Requirements
These were collected from a meeting we held with Larsson, Abhi, Mike, Brian, and Thaneer, and from a follow-up interview with Dan.
- We have partners who contribute participants to existing studiesour studies while being part of another study, that is, users who participants who download and use our app, and thus are contributing data to a participating in the larger population of participants that are recruited from multiple locations and also a specific sub-study (we propose to call these partners "sub-study partners");
- Sub-study partners may include their participants in (at least) a couple of ways:
- They may assign them an external ID, that in essence should identify the participant's sub-study membership as well;
- They may ask existing participants to join the study, such that signing a consent in Bridge should enroll that participant in the sub-study;
- Sub-study partners will also create user accounts to manage their own users and external identifiers (only)

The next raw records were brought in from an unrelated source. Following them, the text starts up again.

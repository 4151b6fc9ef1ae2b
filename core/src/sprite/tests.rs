use super::*;

const SPRITE: &str = r##"<?xml version="1.0" encoding="UTF-8"?>
<svg xmlns="http://www.w3.org/2000/svg" style="display: none">
    <defs>
        <symbol id="arrow-up" data-tags="direction navigation" viewBox="0 0 16 16">
            <path d="M8 2l6 6H2z"/>
        </symbol>
    </defs>
    <symbol id="broom-sweeping" data-tags="cleaning" viewBox="0 0 16 16">
        <path d="M1 1h14v14H1z"/>
    </symbol>
    <symbol id="magnifying-glass-left" viewBox="0 0 16 16"/>
</svg>
"##;

mod source {
    use super::*;

    #[test]
    fn test_parse_http_url() {
        assert_eq!(
            SpriteSource::parse("https://cdn.example.com/icons.svg"),
            SpriteSource::Url("https://cdn.example.com/icons.svg".to_string())
        );
        assert_eq!(
            SpriteSource::parse("http://localhost/icons.svg"),
            SpriteSource::Url("http://localhost/icons.svg".to_string())
        );
    }

    #[test]
    fn test_parse_file_path() {
        assert_eq!(
            SpriteSource::parse(" assets/is-icon-defs.svg "),
            SpriteSource::File(PathBuf::from("assets/is-icon-defs.svg"))
        );
    }

    #[test]
    fn test_display() {
        let source = SpriteSource::parse("icons/defs.svg");
        assert_eq!(source.to_string(), "icons/defs.svg");
    }
}

mod parse {
    use super::*;

    #[test]
    fn test_symbols_in_document_order() {
        let icons = parse_sprite(SPRITE).unwrap();

        let names: Vec<&str> = icons.iter().map(|icon| icon.name()).collect();
        assert_eq!(
            names,
            vec!["arrow-up", "broom-sweeping", "magnifying-glass-left"]
        );
    }

    #[test]
    fn test_reads_data_tags() {
        let icons = parse_sprite(SPRITE).unwrap();

        assert_eq!(icons[0].tags(), Some("direction navigation"));
        assert_eq!(icons[1].tags(), Some("cleaning"));
        assert_eq!(icons[2].tags(), None);
    }

    #[test]
    fn test_missing_id_gives_empty_name() {
        let icons = parse_sprite(r#"<svg><symbol data-tags="orphan"/></svg>"#).unwrap();

        assert_eq!(icons, vec![IconEntry::new("", Some("orphan".to_string()))]);
    }

    #[test]
    fn test_no_symbols() {
        let icons = parse_sprite("<svg><g id=\"not-a-symbol\"/></svg>").unwrap();
        assert!(icons.is_empty());
    }

    #[test]
    fn test_doctype_is_accepted() {
        let text = r#"<?xml version="1.0"?>
<!DOCTYPE svg PUBLIC "-//W3C//DTD SVG 1.1//EN" "http://www.w3.org/Graphics/SVG/1.1/DTD/svg11.dtd">
<svg><symbol id="cart-flatbed-boxes"/></svg>"#;

        let icons = parse_sprite(text).unwrap();
        assert_eq!(icons.len(), 1);
        assert_eq!(icons[0].name(), "cart-flatbed-boxes");
    }

    #[test]
    fn test_rejects_non_xml() {
        let result = parse_sprite("this is not a sprite <svg");
        assert!(matches!(result, Err(SpriteError::Xml(_))));
    }
}

mod load {
    use super::*;
    use std::io::Write;

    #[tokio::test]
    async fn test_load_from_file() {
        let mut file = tempfile::NamedTempFile::new().unwrap();
        file.write_all(SPRITE.as_bytes()).unwrap();

        let source = SpriteSource::File(file.path().to_path_buf());
        let icons = load_icons(&source).await.unwrap();

        assert_eq!(icons.len(), 3);
    }

    #[tokio::test]
    async fn test_missing_file_is_io_error() {
        let dir = tempfile::tempdir().unwrap();
        let source = SpriteSource::File(dir.path().join("missing.svg"));

        let result = load_icons(&source).await;
        assert!(matches!(result, Err(SpriteError::Io { .. })));
    }
}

- Sub-study participants do not need to have an external ID; management accounts and users enrolled through a consent may not have an external ID. We may assign an external ID as an optional feature of enrolling through signing a consent (but it wouldn't be necessary);
- Sub-study participants may receive schedules (and thus, tasks or surveys) that are unique to their sub-study, but we believe these changes will be additive to the main study. However, Sage Bionetworks will be responsible for incorporating such changes so that they don't break the main study;
- Sub-study partners may access their list of participants and/or external identifiers, and can probably do anything an existing researcher can do with those entities... but only those that are in the sub-study. They cannot see participants or external IDs in other sub-studies (or no sub-study);
- The client app should know the sub-study memberships of a participant in case this is important to deliver the correct UI/behavior;
- Sub-study membership needs to be exported with all data exported to Synapse. The team that processes the data will use this membership information to create specific repositories for those sub-study partners;
- All users can be in multiple sub-studies (both participants, and administrative users). It's not clear what the requirements are for this (e.g. should a researcher see all participants in all the sub-studies they are a member of at once, or only one at a time with a mechanism to select their current sub-study?), but in a client app, the behavior would have to be additive, so again, Sage would want to vet and implement this to ensure no sub-study breaks and the app is useable.
- it follows that users may have multiple external IDs;
- in studies where users authenticate with external ID + phone/email, all the external IDs should be usable to authenticate;
- membership should not leak, i.e. if I am a researcher in sub-study A, and a participant is in sub-studies A and B, B should not be included in the API, BSM, etc.;
- As before, users can belong to no sub-studies:
- Researchers and developers would see everything in the study (no sub-studies means no filtering of study participants, etc.);
- Participants would not match criteria based on sub-studies (schedules/consents may or may not be filtered out for those participants);
- Research data is exported to Synapse with out sub-study tags; based on our agreements with sub-study partners, this data might or might not be included in their data set.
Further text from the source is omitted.